:: Assignment ::
Each entry needs to be repeated exactly, with nothing added or removed.

:: Data supplied ::
◆ ◆ ◆ ◆ ◆

// src/ui/widgets/footer.rs

use crate::app::{App, AppState, ExportStatus};
use ratatui::{
    prelude::*,
    style::{Color, Style, Stylize},
    text::{Line, Span},
    widgets::Paragraph,
};

fn key(label: &str) -> Span<'_> {
    Span::styled(label, Style::new().bold().fg(Color::Yellow))
}

/// Renders the footer widget, which displays available actions.
pub fn render_footer(frame: &mut Frame, app: &App, area: Rect) {
    let spans = match app.state {
        AppState::Idle => Line::from(vec![
            key("Enter"),
            Span::raw(" to scan, "),
            key("F1-F4"),
            Span::raw(" toggle phases, "),
            key("Esc"),
            Span::raw(" to quit."),
        ]),
        AppState::Scanning => Line::from(vec![
            Span::raw("Scanning... "),
            key("Esc"),
            Span::raw(" to stop, "),
            key("Tab"),
            Span::raw(" switch view, "),
            key("↑↓"),
            Span::raw(" scroll."),
        ]),
        AppState::Finished => match &app.export_status {
            ExportStatus::Success(path) => Line::from(vec![
                Span::styled("Report saved to ", Style::new().fg(Color::Green)),
                Span::raw(path.as_str()),
            ]),
            ExportStatus::Error(error) => {
                Line::from(Span::styled(format!("Export failed: {error}"), Style::new().fg(Color::Red)))
            }
            ExportStatus::Idle => Line::from(vec![
                key("[N]"),
                Span::raw("ew Scan, "),
                key("[E]"),
                Span::raw("xport, "),
                key("Tab"),
                Span::raw(" switch view, "),
                key("[Q]"),
                Span::raw("uit"),
            ]),
        },
    };

    let footer = Paragraph::new(spans).alignment(Alignment::Center);
    frame.render_widget(footer, area);
}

◆ ◆ ◆ ◆ ◆

:: Expected output ::
// src/ui/widgets/footer.rs

use crate::app::{App, AppState, ExportStatus};
use ratatui::{
    prelude::*,
    style::{Color, Style, Stylize},
    text::{Line, Span},
    widgets::Paragraph,
};

fn key(label: &str) -> Span<'_> {
    Span::styled(label, Style::new().bold().fg(Color::Yellow))
}

/// Renders the footer widget, which displays available actions.
pub fn render_footer(frame: &mut Frame, app: &App, area: Rect) {
    let spans = match app.state {
        AppState::Idle => Line::from(vec![
            key("Enter"),
            Span::raw(" to scan, "),
            key("F1-F4"),
            Span::raw(" toggle phases, "),
            key("Esc"),
            Span::raw(" to quit."),
        ]),
        AppState::Scanning => Line::from(vec![
            Span::raw("Scanning... "),
            key("Esc"),
            Span::raw(" to stop, "),
            key("Tab"),
            Span::raw(" switch view, "),
            key("↑↓"),
            Span::raw(" scroll."),
        ]),
        AppState::Finished => match &app.export_status {
            ExportStatus::Success(path) => Line::from(vec![
                Span::styled("Report saved to ", Style::new().fg(Color::Green)),
                Span::raw(path.as_str()),
            ]),
            ExportStatus::Error(error) => {
                Line::from(Span::styled(format!("Export failed: {error}"), Style::new().fg(Color::Red)))
            }
            ExportStatus::Idle => Line::from(vec![
                key("[N]"),
                Span::raw("ew Scan, "),
                key("[E]"),
                Span::raw("xport, "),
                key("Tab"),
                Span::raw(" switch view, "),
                key("[Q]"),
                Span::raw("uit"),
            ]),
        },
    };

    let footer = Paragraph::new(spans).alignment(Alignment::Center);
    frame.render_widget(footer, area);
}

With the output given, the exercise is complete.